[To do]
Of all the lines in these entries, count those that contain "impl" and give only the total.

(Collection entries)
********
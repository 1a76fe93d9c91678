/// Accumulated whole-object rotation driven by drag and key deltas
use std::f32::consts::PI;

use crate::transform::{identity, rotate_x, rotate_y, Mat4};

/// Share of the angular velocity lost per frame once a drag ends.
pub const FRICTION: f32 = 0.15;
/// Velocity added by one key press, in radians per frame.
pub const KEY_SPEED: f32 = 0.05;

/// Direction of a keyboard nudge
#[derive(Debug, Clone, Copy, PartialEq, Eq)]
pub enum KeyNudge {
    Up,
    Down,
    Left,
    Right,
}

/// Rotation angles (radians) plus the per-frame velocity that feeds them.
///
/// `theta` spins around Y, `phi` tilts around X. The presentation layer
/// reports drags and key presses; [`CameraState::update`] is called once per
/// frame before the scene root matrix is rebuilt.
#[derive(Debug, Clone, Copy, PartialEq)]
pub struct CameraState {
    pub theta: f32,
    pub phi: f32,
    pub dx: f32,
    pub dy: f32,
    pub friction: f32,
    pub key_speed: f32,
    dragging: bool,
}

impl CameraState {
    pub fn new(friction: f32, key_speed: f32) -> Self {
        Self {
            theta: 0.0,
            phi: 0.0,
            dx: 0.0,
            dy: 0.0,
            friction,
            key_speed,
            dragging: false,
        }
    }

    pub fn is_dragging(&self) -> bool {
        self.dragging
    }

    pub fn begin_drag(&mut self) {
        self.dragging = true;
    }

    pub fn end_drag(&mut self) {
        self.dragging = false;
    }

    /// Feed a pointer movement of `(dx_px, dy_px)` over a surface of
    /// `width` x `height`. A full-width drag is one full turn.
    ///
    /// Ignored unless a drag is active.
    pub fn drag(&mut self, dx_px: f32, dy_px: f32, width: f32, height: f32) {
        if !self.dragging {
            return;
        }
        self.dx = dx_px * 2.0 * PI / width;
        self.dy = dy_px * 2.0 * PI / height;
        self.theta += self.dx;
        self.phi += self.dy;
    }

    pub fn nudge(&mut self, key: KeyNudge) {
        match key {
            KeyNudge::Up => self.dy -= self.key_speed,
            KeyNudge::Down => self.dy += self.key_speed,
            KeyNudge::Left => self.dx -= self.key_speed,
            KeyNudge::Right => self.dx += self.key_speed,
        }
    }

    /// Per-frame integration; velocity decays while no drag is active.
    pub fn update(&mut self) {
        if !self.dragging {
            self.dx *= 1.0 - self.friction;
            self.dy *= 1.0 - self.friction;
            self.theta += self.dx;
            self.phi += self.dy;
        }
    }

    /// Root matrix for the current angles: Y spin, then X tilt.
    pub fn rotation(&self) -> Mat4 {
        let mut m = identity();
        rotate_y(&mut m, self.theta);
        rotate_x(&mut m, self.phi);
        m
    }
}

impl Default for CameraState {
    fn default() -> Self {
        Self::new(FRICTION, KEY_SPEED)
    }
}

#[cfg(test)]
mod tests {
    use super::*;
    use crate::transform::rotated_y;

    #[test]
    fn test_camera_state_starts_still() {
        let mut state = CameraState::default();
        state.update();
        assert_eq!(state.theta, 0.0);
        assert_eq!(state.phi, 0.0);
        assert_eq!(state.rotation(), identity());
    }

    #[test]
    fn test_drag_converts_pixels_to_radians() {
        let mut state = CameraState::default();
        state.drag(100.0, 0.0, 400.0, 200.0);
        assert_eq!(state.theta, 0.0, "no drag in progress");

        state.begin_drag();
        state.drag(100.0, 50.0, 400.0, 200.0);
        assert!((state.theta - PI / 2.0).abs() < 1e-6);
        assert!((state.phi - PI / 2.0).abs() < 1e-6);

        // While dragging, update does not integrate the velocity again.
        state.update();
        assert!((state.theta - PI / 2.0).abs() < 1e-6);
    }

    #[test]
    fn test_friction_decays_velocity() {
        let mut state = CameraState::default();
        state.nudge(KeyNudge::Right);
        state.update();
        let expected_dx = KEY_SPEED * (1.0 - FRICTION);
        assert!((state.dx - expected_dx).abs() < 1e-7);
        assert!((state.theta - expected_dx).abs() < 1e-7);

        for _ in 0..200 {
            state.update();
        }
        assert!(state.dx.abs() < 1e-9);
        // Geometric series: total spin converges to dx0 * (1-f) / f
        let limit = KEY_SPEED * (1.0 - FRICTION) / FRICTION;
        assert!((state.theta - limit).abs() < 1e-4);
    }

    #[test]
    fn test_nudge_directions() {
        let mut state = CameraState::default();
        state.nudge(KeyNudge::Up);
        state.nudge(KeyNudge::Left);
        assert_eq!((state.dx, state.dy), (-KEY_SPEED, -KEY_SPEED));
        state.nudge(KeyNudge::Down);
        state.nudge(KeyNudge::Right);
        assert_eq!((state.dx, state.dy), (0.0, 0.0));
    }

    #[test]
    fn test_rotation_is_y_then_x() {
        let mut state = CameraState::default();
        state.theta = 0.8;
        assert_eq!(state.rotation(), rotated_y(&identity(), 0.8));
    }
}
/// Perspective projection and viewer placement
use nalgebra::{Matrix4, Point3, Vector4};

use crate::transform::{deg_to_rad, translation, Mat4};

/// Perspective projection in the column-major layout used by
/// `clip = P * V * M * point`.
///
/// Cells: `[0] = 0.5 / tan(fov/2)`, `[5] = 0.5 * aspect / tan(fov/2)`,
/// `[10] = -(far + near) / (far - near)`, `[11] = -1`,
/// `[14] = -2 * far * near / (far - near)`, `[15] = 0`.
pub fn get_projection(fov_degrees: f32, aspect: f32, z_near: f32, z_far: f32) -> Mat4 {
    let tan = deg_to_rad(0.5 * fov_degrees).tan();
    let a = -(z_far + z_near) / (z_far - z_near);
    let b = (-2.0 * z_far * z_near) / (z_far - z_near);

    #[rustfmt::skip]
    let cells = [
        0.5 / tan, 0.0, 0.0, 0.0,
        0.0, 0.5 * aspect / tan, 0.0, 0.0,
        0.0, 0.0, a, -1.0,
        0.0, 0.0, b, 0.0,
    ];
    Matrix4::from_column_slice(&cells)
}

/// Viewer configuration: a perspective frustum looking down -Z from
/// `distance` units in front of the origin.
#[derive(Debug, Clone, Copy, PartialEq)]
pub struct View {
    pub fov_degrees: f32,
    pub z_near: f32,
    pub z_far: f32,
    pub distance: f32,
}

impl View {
    pub fn new(fov_degrees: f32, z_near: f32, z_far: f32, distance: f32) -> Self {
        Self {
            fov_degrees,
            z_near,
            z_far,
            distance,
        }
    }

    /// Identity pushed back along Z by `distance`.
    pub fn view_matrix(&self) -> Mat4 {
        translation(0.0, 0.0, -self.distance)
    }

    pub fn projection_matrix(&self, aspect: f32) -> Mat4 {
        get_projection(self.fov_degrees, aspect, self.z_near, self.z_far)
    }

    /// `P * V`, ready to be combined with a world matrix.
    pub fn view_projection(&self, aspect: f32) -> Mat4 {
        self.projection_matrix(aspect) * self.view_matrix()
    }
}

impl Default for View {
    fn default() -> Self {
        Self::new(40.0, 1.0, 100.0, 12.0)
    }
}

/// Project a model-space point through `mvp` to screen space.
///
/// Returns `(x, y, ndc_depth)` with `y` growing downwards, or `None` when the
/// point sits behind the viewer or outside the near/far range.
pub fn project_to_screen(
    mvp: &Mat4,
    point: &Point3<f32>,
    width: u32,
    height: u32,
) -> Option<(f32, f32, f32)> {
    let clip = mvp * Vector4::new(point.x, point.y, point.z, 1.0);

    // Prevent division by near-zero depth values
    if clip.w < 1e-6 {
        return None;
    }

    let ndc_x = clip.x / clip.w;
    let ndc_y = clip.y / clip.w;
    let ndc_z = clip.z / clip.w;
    if !(-1.0..=1.0).contains(&ndc_z) {
        return None;
    }

    let screen_x = (ndc_x + 1.0) * 0.5 * width as f32;
    let screen_y = (1.0 - ndc_y) * 0.5 * height as f32;

    Some((screen_x, screen_y, ndc_z))
}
********
[Your solution]
4